I'm also getting mad at construction workers, bureaucrats who figure it would be a good idea to fix the major arterial roads all at the same time, taxi drivers, delivery vans, and myself for not leaving earlier.
Then comes catastrophizing, which can be very creative. It's easy to go from being late to possibly getting cancer. And then ancient phobias float up, summoned by the feeling of being trapped – that time your brother locked you in a cupboard, or when you were in a bad marriage.
Let Go. Recognizing the above, and acknowledging the feelings, you now let them go. Breathe deeply. Indulge in long exhalations that may involve noise. And talk to yourself. "You silly nut. Your mind is really taking you on a ride. From traffic jams to cancer and bad marriages? Whoa, baby!"

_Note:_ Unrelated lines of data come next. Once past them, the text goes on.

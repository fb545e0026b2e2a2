//! Sliding-puzzle board representation.
//!
//! This module defines the puzzle's fundamental components:
//! - `Board`: an n-by-n grid of numbered tiles with one blank, with methods
//!   for goal detection, solvability analysis, and neighbor generation.
//! - `BoardError`: construction failures for boards built from raw tile data.
//!
//! Tiles are stored row-major. The solved board reads `1..n*n` left to right,
//! top to bottom, with the blank (`0`) in the bottom-right corner.

use rand::rngs::SmallRng;
use rand::seq::SliceRandom;
use rand::SeedableRng;
use std::fmt;
use thiserror::Error;

/// Smallest supported grid dimension. A 1-by-1 board has no moves at all.
pub const MIN_DIMENSION: usize = 2;

/// Errors raised when constructing a `Board` from raw tile data.
#[derive(Debug, Error, PartialEq, Eq)]
pub enum BoardError {
    /// The requested dimension is below `MIN_DIMENSION`.
    #[error("board dimension must be at least {MIN_DIMENSION}, got {0}")]
    DimensionTooSmall(usize),
    /// The tile vector does not hold exactly `n * n` values.
    #[error("expected {expected} tiles for a {n}x{n} board, found {actual}")]
    WrongTileCount {
        n: usize,
        expected: usize,
        actual: usize,
    },
    /// A tile value is out of range or repeated.
    #[error("tiles must be a permutation of 0..{limit}, value {value} is out of range or repeated")]
    NotAPermutation { value: u32, limit: u32 },
}

/// An n-by-n sliding-puzzle board.
///
/// The board owns its tiles and caches the position of the blank so that
/// neighbor generation does not rescan the grid. Two boards compare equal
/// when they have the same dimension and the same tile at every position,
/// which also makes `Board` usable as a hash key in the solver's visited set.
///
/// # Examples
/// ```
/// use algolab::board::Board;
///
/// let goal = Board::goal(3);
/// assert!(goal.is_goal());
/// assert!(goal.is_solvable());
/// assert_eq!(goal.dimension(), 3);
/// assert_eq!(goal.tile(0, 0), 1);
/// assert_eq!(goal.tile(2, 2), 0);
/// ```
#[derive(Clone, Debug, PartialEq, Eq, Hash)]
pub struct Board {
    n: usize,
    tiles: Vec<u32>,
    /// Index of the blank in `tiles`.
    blank: usize,
}

impl Board {
    /// Builds a board from a row-major tile vector.
    ///
    /// This is the only public way to construct an arbitrary position, and
    /// it validates everything the rest of the crate relies on: the
    /// dimension is at least `MIN_DIMENSION`, exactly `n * n` tiles are
    /// given, and together they form a permutation of `0..n*n`.
    ///
    /// # Arguments
    /// * `n`: the grid dimension.
    /// * `tiles`: row-major tile values, with `0` for the blank.
    ///
    /// # Examples
    /// ```
    /// use algolab::board::{Board, BoardError};
    ///
    /// let board = Board::from_tiles(2, vec![1, 2, 3, 0]).unwrap();
    /// assert!(board.is_goal());
    ///
    /// let result = Board::from_tiles(2, vec![1, 1, 3, 0]);
    /// assert!(matches!(result, Err(BoardError::NotAPermutation { .. })));
    /// ```
    pub fn from_tiles(n: usize, tiles: Vec<u32>) -> Result<Self, BoardError> {
        if n < MIN_DIMENSION {
            return Err(BoardError::DimensionTooSmall(n));
        }
        let expected = n * n;
        if tiles.len() != expected {
            return Err(BoardError::WrongTileCount {
                n,
                expected,
                actual: tiles.len(),
            });
        }
        let limit = expected as u32;
        let mut seen = vec![false; expected];
        for &value in &tiles {
            if value >= limit || seen[value as usize] {
                return Err(BoardError::NotAPermutation { value, limit });
            }
            seen[value as usize] = true;
        }
        let blank = tiles
            .iter()
            .position(|&value| value == 0)
            .expect("a validated permutation always contains the blank");
        Ok(Board { n, tiles, blank })
    }

    /// Returns the solved board of the given dimension.
    ///
    /// # Panics
    /// Panics if `n` is below `MIN_DIMENSION`.
    pub fn goal(n: usize) -> Self {
        assert!(
            n >= MIN_DIMENSION,
            "board dimension must be at least {MIN_DIMENSION}, got {n}"
        );
        let mut tiles: Vec<u32> = (1..(n * n) as u32).collect();
        tiles.push(0);
        Board {
            n,
            tiles,
            blank: n * n - 1,
        }
    }

    /// Returns a random solvable board of the given dimension.
    ///
    /// The same seed always produces the same board, which keeps search
    /// experiments reproducible. The tiles are shuffled uniformly and, when
    /// the shuffle lands on the unsolvable side of the parity split, two
    /// non-blank tiles are transposed to flip it back.
    ///
    /// # Panics
    /// Panics if `n` is below `MIN_DIMENSION`.
    pub fn random_solvable(n: usize, seed: u64) -> Self {
        assert!(
            n >= MIN_DIMENSION,
            "board dimension must be at least {MIN_DIMENSION}, got {n}"
        );
        let mut rng = SmallRng::seed_from_u64(seed);
        let mut tiles: Vec<u32> = (0..(n * n) as u32).collect();
        tiles.shuffle(&mut rng);
        let blank = tiles
            .iter()
            .position(|&value| value == 0)
            .expect("the shuffled range always contains the blank");
        let mut board = Board { n, tiles, blank };
        if !board.is_solvable() {
            // Any transposition of two non-blank tiles flips the inversion
            // parity without moving the blank.
            let mut non_blank = (0..board.tiles.len()).filter(|&index| index != board.blank);
            let first = non_blank.next().expect("n >= 2 leaves at least 3 tiles");
            let second = non_blank.next().expect("n >= 2 leaves at least 3 tiles");
            board.tiles.swap(first, second);
        }
        board
    }

    /// Returns the grid dimension `n`.
    pub fn dimension(&self) -> usize {
        self.n
    }

    /// Returns the tile value at the given row and column, `0` for the blank.
    ///
    /// # Panics
    /// Panics if `row` or `col` are outside `0..n`.
    pub fn tile(&self, row: usize, col: usize) -> u32 {
        assert!(
            row < self.n && col < self.n,
            "position ({row}, {col}) outside a {n}x{n} board",
            n = self.n
        );
        self.tiles[row * self.n + col]
    }

    /// Returns the `(row, col)` position of the blank.
    pub fn blank_position(&self) -> (usize, usize) {
        (self.blank / self.n, self.blank % self.n)
    }

    /// Is this board the solved position?
    pub fn is_goal(&self) -> bool {
        self.blank == self.tiles.len() - 1
            && self.tiles[..self.blank]
                .iter()
                .enumerate()
                .all(|(index, &value)| value as usize == index + 1)
    }

    /// Can this board reach the goal at all?
    ///
    /// Sliding moves preserve a parity invariant, so exactly half of all
    /// permutations are reachable. For odd `n` a board is solvable iff its
    /// inversion count is even. For even `n` the blank's row also enters the
    /// invariant: the board is solvable iff the inversion count plus the
    /// blank's row counted from the bottom (starting at 1) is odd.
    ///
    /// # Examples
    /// ```
    /// use algolab::board::Board;
    ///
    /// // The famous unsolvable 15-puzzle: 14 and 15 exchanged.
    /// let mut tiles: Vec<u32> = (1..16).collect();
    /// tiles.swap(13, 14);
    /// tiles.push(0);
    /// let board = Board::from_tiles(4, tiles).unwrap();
    /// assert!(!board.is_solvable());
    /// ```
    pub fn is_solvable(&self) -> bool {
        let inversions = self.inversions();
        if self.n % 2 == 1 {
            inversions % 2 == 0
        } else {
            let blank_row_from_bottom = self.n - self.blank / self.n;
            (inversions + blank_row_from_bottom) % 2 == 1
        }
    }

    /// Returns every board reachable by sliding one tile into the blank.
    ///
    /// A corner position yields 2 neighbors, an edge 3, an interior blank 4.
    /// Every neighbor differs from `self` by exactly one transposition
    /// involving the blank.
    pub fn neighbors(&self) -> Vec<Board> {
        let (row, col) = self.blank_position();
        let mut neighbors = Vec::with_capacity(4);
        if col + 1 < self.n {
            neighbors.push(self.slide_from(row, col + 1));
        }
        if col > 0 {
            neighbors.push(self.slide_from(row, col - 1));
        }
        if row + 1 < self.n {
            neighbors.push(self.slide_from(row + 1, col));
        }
        if row > 0 {
            neighbors.push(self.slide_from(row - 1, col));
        }
        neighbors
    }

    /// Counts tile pairs that appear in the wrong relative order row-major.
    /// The blank participates in no pair.
    fn inversions(&self) -> usize {
        let mut count = 0;
        for i in 0..self.tiles.len() {
            let a = self.tiles[i];
            if a == 0 {
                continue;
            }
            for &b in &self.tiles[i + 1..] {
                if b != 0 && a > b {
                    count += 1;
                }
            }
        }
        count
    }

    /// Copies the board and slides the tile at `(row, col)` into the blank.
    /// The caller guarantees the position is orthogonally adjacent to it.
    fn slide_from(&self, row: usize, col: usize) -> Board {
        let mut next = self.clone();
        let from = row * self.n + col;
        next.tiles.swap(self.blank, from);
        next.blank = from;
        next
    }
}

impl fmt::Display for Board {
    /// Formats the board in the same shape the parser accepts: the dimension
    /// on the first line, then one row of right-aligned tiles per line.
    fn fmt(&self, f: &mut fmt::Formatter<'_>) -> fmt::Result {
        let width = (self.n * self.n - 1).to_string().len();
        writeln!(f, "{}", self.n)?;
        for row in 0..self.n {
            for col in 0..self.n {
                if col > 0 {
                    write!(f, " ")?;
                }
                write!(f, "{:>width$}", self.tile(row, col))?;
            }
            writeln!(f)?;
        }
        Ok(())
    }
}

#[cfg(test)]
mod tests {
    use super::*;
    use crate::parse::board_from_str;

    #[test]
    fn goal_board_layout() {
        let board = Board::goal(3);
        assert_eq!(board.tile(0, 0), 1);
        assert_eq!(board.tile(1, 1), 5);
        assert_eq!(board.tile(2, 1), 8);
        assert_eq!(board.tile(2, 2), 0);
        assert_eq!(board.blank_position(), (2, 2));
        assert!(board.is_goal());
    }

    #[test]
    fn from_tiles_rejects_small_dimension() {
        assert_eq!(
            Board::from_tiles(1, vec![0]),
            Err(BoardError::DimensionTooSmall(1))
        );
    }

    #[test]
    fn from_tiles_rejects_wrong_count() {
        assert_eq!(
            Board::from_tiles(2, vec![1, 2, 0]),
            Err(BoardError::WrongTileCount {
                n: 2,
                expected: 4,
                actual: 3
            })
        );
    }

    #[test]
    fn from_tiles_rejects_out_of_range_value() {
        assert_eq!(
            Board::from_tiles(2, vec![1, 2, 4, 0]),
            Err(BoardError::NotAPermutation { value: 4, limit: 4 })
        );
    }

    #[test]
    fn from_tiles_rejects_duplicate_value() {
        assert_eq!(
            Board::from_tiles(2, vec![1, 2, 2, 0]),
            Err(BoardError::NotAPermutation { value: 2, limit: 4 })
        );
    }

    #[test]
    fn non_goal_board_is_recognized() {
        let board = board_from_str("3  1 2 3  4 5 6  7 0 8").unwrap();
        assert!(!board.is_goal());
    }

    #[test]
    fn blank_anywhere_but_last_is_not_goal() {
        // Tiles in order but the blank leading: every tile is one step late.
        let board = board_from_str("2  0 1  2 3").unwrap();
        assert!(!board.is_goal());
    }

    #[test]
    fn neighbor_count_depends_on_blank_position() {
        let corner = board_from_str("3  1 2 3  4 5 6  7 8 0").unwrap();
        assert_eq!(corner.neighbors().len(), 2);

        let edge = board_from_str("3  1 2 3  4 5 6  7 0 8").unwrap();
        assert_eq!(edge.neighbors().len(), 3);

        let center = board_from_str("3  1 2 3  4 0 6  7 8 5").unwrap();
        assert_eq!(center.neighbors().len(), 4);
    }

    #[test]
    fn neighbors_differ_by_one_blank_swap() {
        let board = board_from_str("3  1 2 3  4 0 6  7 8 5").unwrap();
        for neighbor in board.neighbors() {
            assert_ne!(neighbor, board);
            let mut changed = 0;
            for row in 0..3 {
                for col in 0..3 {
                    if neighbor.tile(row, col) != board.tile(row, col) {
                        changed += 1;
                    }
                }
            }
            assert_eq!(changed, 2, "a slide moves exactly one tile and the blank");
            assert!(neighbor.neighbors().contains(&board), "slides are reversible");
        }
    }

    #[test]
    fn solvability_odd_dimension() {
        assert!(Board::goal(3).is_solvable());
        // One transposition of the goal flips parity.
        let board = board_from_str("3  1 2 3  4 5 6  8 7 0").unwrap();
        assert!(!board.is_solvable());
    }

    #[test]
    fn solvability_even_dimension() {
        assert!(Board::goal(4).is_solvable());
        // Sam Loyd's puzzle: goal with 14 and 15 exchanged.
        let board =
            board_from_str("4  1 2 3 4  5 6 7 8  9 10 11 12  13 15 14 0").unwrap();
        assert!(!board.is_solvable());
        // Sliding within a solvable board never leaves the solvable half.
        let one_move = board_from_str("2  1 0  3 2").unwrap();
        assert!(one_move.is_solvable());
    }

    #[test]
    fn random_solvable_is_deterministic_and_solvable() {
        for seed in 0..32 {
            let board = Board::random_solvable(3, seed);
            assert!(board.is_solvable(), "seed {seed} produced an unsolvable board");
            assert_eq!(board, Board::random_solvable(3, seed));
        }
        assert_ne!(Board::random_solvable(3, 1), Board::random_solvable(3, 2));
    }

    #[test]
    fn random_solvable_larger_grids() {
        for seed in 0..8 {
            assert!(Board::random_solvable(4, seed).is_solvable());
        }
    }

    #[test]
    fn display_round_trips_through_parser() {
        let board = board_from_str("3  8 1 3  4 0 2  7 6 5").unwrap();
        let reparsed = board_from_str(&board.to_string()).unwrap();
        assert_eq!(board, reparsed);
    }

    #[test]
    fn display_layout() {
        let board = board_from_str("2  1 0  3 2").unwrap();
        assert_eq!(board.to_string(), "2\n1 0\n3 2\n");
    }
}
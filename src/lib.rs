//! # algolab
//!
//! A small workbench of classical algorithms and containers, each usable on
//! its own and each with a thin command-line front-end:
//!
//! - `puzzle_solver`: reads an n-by-n sliding-puzzle board from a file and
//!   prints a minimal move sequence, or reports that none exists.
//! - `percolation_stats`: runs Monte Carlo percolation experiments on an
//!   n-by-n grid and prints threshold statistics.
//! - `collinear`: reads a set of points from a file and prints every line
//!   segment containing four or more of them.
//! - `subset`: prints k uniformly random distinct tokens from its input.
//!
//! ## Modules
//! - `board`: the sliding-puzzle board representation (`Board`), tile
//!   placement, solvability, and neighbor generation.
//! - `heuristics`: Hamming and Manhattan distance estimators used to guide
//!   the puzzle search.
//! - `solver`: best-first search over board states (`solve`).
//! - `union_find`: weighted quick-union connectivity structure.
//! - `percolation`: the percolation grid and Monte Carlo threshold
//!   statistics built on `union_find`.
//! - `collinear`: points, slope ordering, and the brute-force and
//!   sort-based collinear segment finders.
//! - `deque`: a generic double-ended queue on a growable ring buffer.
//! - `randomized_queue`: a generic queue with uniformly random removal.
//! - `parse`: parsers for the board and point text formats.
//! - `logging`: tracing setup for the binaries.

pub mod board;
pub mod collinear;
pub mod deque;
pub mod heuristics;
pub mod logging;
pub mod parse;
pub mod percolation;
pub mod randomized_queue;
pub mod solver;
pub mod union_find;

Let In. Replace what you have released with something better. Feel grateful, Dr. Hanson says. Not in that mealy-mouthed, obligated way of I will be happy that I have two legs because some people don't. Be grateful for those things that come into your life without your bidding, like warm weather and friends. Bring in calmer thoughts, Dr. Hanson suggests. Think about your cat or your dog or making cupcakes. (Yes, he said that.) Feel compassion for yourself and the nice man in his Porsche who probably does adore his family even though he looks as if he loves only himself.
(This tip is mine.) Perfect Buddhas live on traffic-free mountaintops.